After a worrying 10 per cent drop in the first six months of last year, the rate of decline reversed to just 2.2 per cent in the latter part of 2022 compared to the same period in 2019.
It meant total attendances at the country’s 26 racecourses was down 5.1 per cent overall on 2019.
That was the last year prior to the Covid-19 pandemic and was the principal comparative point of reference when Horse Racing Ireland (HRI) released statistics for 2022 on Friday.
The slowdown in the rate of decline in crowd figures is welcome news for the ruling body and HRI pointed to encouraging crowd levels, including at Leopardstown’s Christmas festival, as evidence of the sport’s continuing spectator appeal.
Leopardstown, which is operated by HRI, reported a total attendance of 60,478 over the four days of its Christmas festival. That was up on the 57,035 figure set in 2019, the last time the track was allowed unrestricted crowds for those dates.
“While the cost of living continues to be an issue for all industries, we can be confident heading into 2023 that racing remains extremely popular in Ireland with attendances rallying strongly in the second half of 2022,” said HRI’s chief executive, Suzanne Eade.
“Attracting more than nine out of every 10 people that went racing before the pandemic, back to the racecourse, is a tribute to the work put in by the tracks.
“It was encouraging to see such strong end-of-year crowds at Navan for Troytown Day and at Fairyhouse for the Drinmore meeting, at Naas, Punchestown and Down Royal to name just a few, and of course a very strong performance at the Leopardstown Christmas festival.
“2023 got off to a great start with an incredible day at a well-attended Tramore,” she added.
The 2022 attendances came from 388 fixtures compared to 363 in 2019. There were a record 394 fixtures in 2021 when the pandemic resulted in point-to-point horses having to compete at racetracks.

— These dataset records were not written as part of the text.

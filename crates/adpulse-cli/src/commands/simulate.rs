use std::sync::atomic::{AtomicBool, Ordering};
use std::sync::Arc;
use std::time::Duration;

use adpulse_core::{
    Collector, ConversionKind, FileStore, HttpIpResolver, HttpTransport, IpResolver, NullSignals,
    SystemClock, Transport, TransportError,
};
use log::info;
use rand::rngs::StdRng;
use rand::{Rng, SeedableRng};

const HTTP_TIMEOUT: Duration = Duration::from_secs(10);
const SLEEP_SLICE: Duration = Duration::from_millis(200);

/// Transport that prints payload sizes instead of sending them.
struct DryRunTransport;

impl Transport for DryRunTransport {
    fn send(&self, url: &str, body: &[u8], gzipped: bool) -> Result<(), TransportError> {
        println!(
            "  -> would POST {} bytes to {url}{}",
            body.len(),
            if gzipped { " (gzip)" } else { "" }
        );
        Ok(())
    }
}

/// Resolver returning a documentation address, so dry runs stay offline.
struct FixedIpResolver;

impl IpResolver for FixedIpResolver {
    fn resolve(&self) -> Result<String, TransportError> {
        Ok("203.0.113.7".to_string())
    }
}

#[allow(clippy::too_many_arguments)]
pub fn run(
    config_path: Option<&str>,
    endpoint: Option<String>,
    cycles: u64,
    seed: Option<u64>,
    dry_run: bool,
    state_dir: &str,
    battery_saving: bool,
) {
    let mut config = match super::load_config(config_path) {
        Ok(c) => c,
        Err(e) => {
            eprintln!("Error: {e}");
            std::process::exit(1);
        }
    };
    if let Some(url) = endpoint {
        config.endpoint_url = url;
    }
    config.battery_saving = battery_saving;

    let transport: Box<dyn Transport> = if dry_run {
        Box::new(DryRunTransport)
    } else {
        match HttpTransport::new(HTTP_TIMEOUT) {
            Ok(t) => Box::new(t),
            Err(e) => {
                eprintln!("Cannot build HTTP client: {e}");
                std::process::exit(1);
            }
        }
    };
    let resolver: Box<dyn IpResolver> = if dry_run {
        Box::new(FixedIpResolver)
    } else {
        match HttpIpResolver::new(HttpIpResolver::DEFAULT_URL, HTTP_TIMEOUT) {
            Ok(r) => Box::new(r),
            Err(e) => {
                eprintln!("Cannot build IP resolver: {e}");
                std::process::exit(1);
            }
        }
    };

    let user_agent = format!("adpulse-simulate/{}", adpulse_core::VERSION);
    let mut collector = match Collector::new(
        config,
        transport,
        Box::new(FileStore::new(state_dir)),
        resolver,
        Box::new(NullSignals::new("/home", user_agent)),
        Box::new(SystemClock),
    ) {
        Ok(c) => c,
        Err(e) => {
            eprintln!("Invalid configuration: {e}");
            std::process::exit(1);
        }
    };

    let seed = seed.unwrap_or_else(|| rand::rng().random());
    let mut rng = StdRng::seed_from_u64(seed);

    let running = Arc::new(AtomicBool::new(true));
    let r = running.clone();
    if let Err(e) = ctrlc::set_handler(move || r.store(false, Ordering::SeqCst)) {
        eprintln!("Cannot install Ctrl+C handler: {e}");
        std::process::exit(1);
    }

    println!("Simulated collection session");
    println!("  Endpoint: {}", collector.config().endpoint_url);
    println!("  Seed:     {seed}");
    println!("  Mode:     {}", if dry_run { "dry run" } else { "live" });
    if cycles > 0 {
        println!("  Cycles:   {cycles}");
    } else {
        println!("  Cycles:   until Ctrl+C");
    }
    println!();

    let mut completed = 0u64;
    while running.load(Ordering::SeqCst) {
        burst(&mut collector, &mut rng);

        let interval = collector.next_interval();
        println!(
            "cycle {}: {} session ({} interactions so far), next in {:.0}s",
            completed + 1,
            collector.cadence(),
            collector.state().session_data.interactions,
            interval.as_secs_f64()
        );
        if !sleep_interruptible(interval, &running) {
            break;
        }

        collector.run_cycle();
        completed += 1;
        if cycles > 0 && completed >= cycles {
            break;
        }
    }

    // Mirror a page unload: keep whatever the last cycle did not deliver.
    collector.persist();

    info!("simulation stopped after {completed} cycle(s)");
    let state = collector.state();
    println!();
    println!("Session summary");
    println!("  Duration:     {:.1}s", state.session_data.duration_secs);
    println!("  Interactions: {}", state.session_data.interactions);
    println!("  Conversions:  {}", state.session_data.conversions);
    println!(
        "  CTR:          {:.1}%  (avg hover {:.0}ms)",
        state.ad_metrics.click_through_rate, state.ad_metrics.average_hover_time_ms
    );
}

/// Emit a burst of synthetic user interaction ahead of the next cycle.
fn burst(collector: &mut Collector, rng: &mut StdRng) {
    // Sessions go quiet roughly a quarter of the time, exercising the idle
    // cadence.
    if rng.random_bool(0.25) {
        return;
    }

    for _ in 0..rng.random_range(5..40) {
        collector.record_mouse_move(rng.random_range(0..1920), rng.random_range(0..1080));
    }
    for _ in 0..rng.random_range(0..3) {
        collector.record_click(
            rng.random_range(0..1920),
            rng.random_range(0..1080),
            if rng.random_bool(0.5) { "button" } else { "a" },
        );
    }
    if rng.random_bool(0.6) {
        collector.record_scroll(rng.random_range(0..4000));
    }

    collector.record_conversion(ConversionKind::Impression, None);
    if rng.random_bool(0.3) {
        collector.record_conversion(
            ConversionKind::Hover,
            Some(rng.random_range(200..3_000)),
        );
    }
    if rng.random_bool(0.1) {
        collector.record_conversion(ConversionKind::Click, None);
    }
}

/// Sleep in short slices so Ctrl+C is honored promptly. Returns false when
/// interrupted.
fn sleep_interruptible(total: Duration, running: &AtomicBool) -> bool {
    let mut remaining = total;
    while remaining > Duration::ZERO {
        if !running.load(Ordering::SeqCst) {
            return false;
        }
        let slice = remaining.min(SLEEP_SLICE);
        std::thread::sleep(slice);
        remaining -= slice;
    }
    running.load(Ordering::SeqCst)
}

A decade ago, total crowd figures were over 1.9 million from a total fixture list of 350 meetings.
There were significant increases reported in bloodstock sales last year while the number of owners was up 17.1 per cent to 4,757. The number of syndicates rose for a fourth year in a row and last year’s total of 825 was up almost a quarter on 2019. The figure includes 240 syndicates set up in 2022 alone.
Separately, there were 10,208 horses in training last year, up 14.1 per cent on 2019 but slightly lower on 2021 due to the significant number of point-to-point runners that were registered that year.
However, on-course betting figures slipped with bookmakers in the ring handling €57 million compared to €58.4 million in 2019.
A significant 28 per cent increase in domestic pool betting compared to 2019 helped total Tote turnover reach €71.2 million.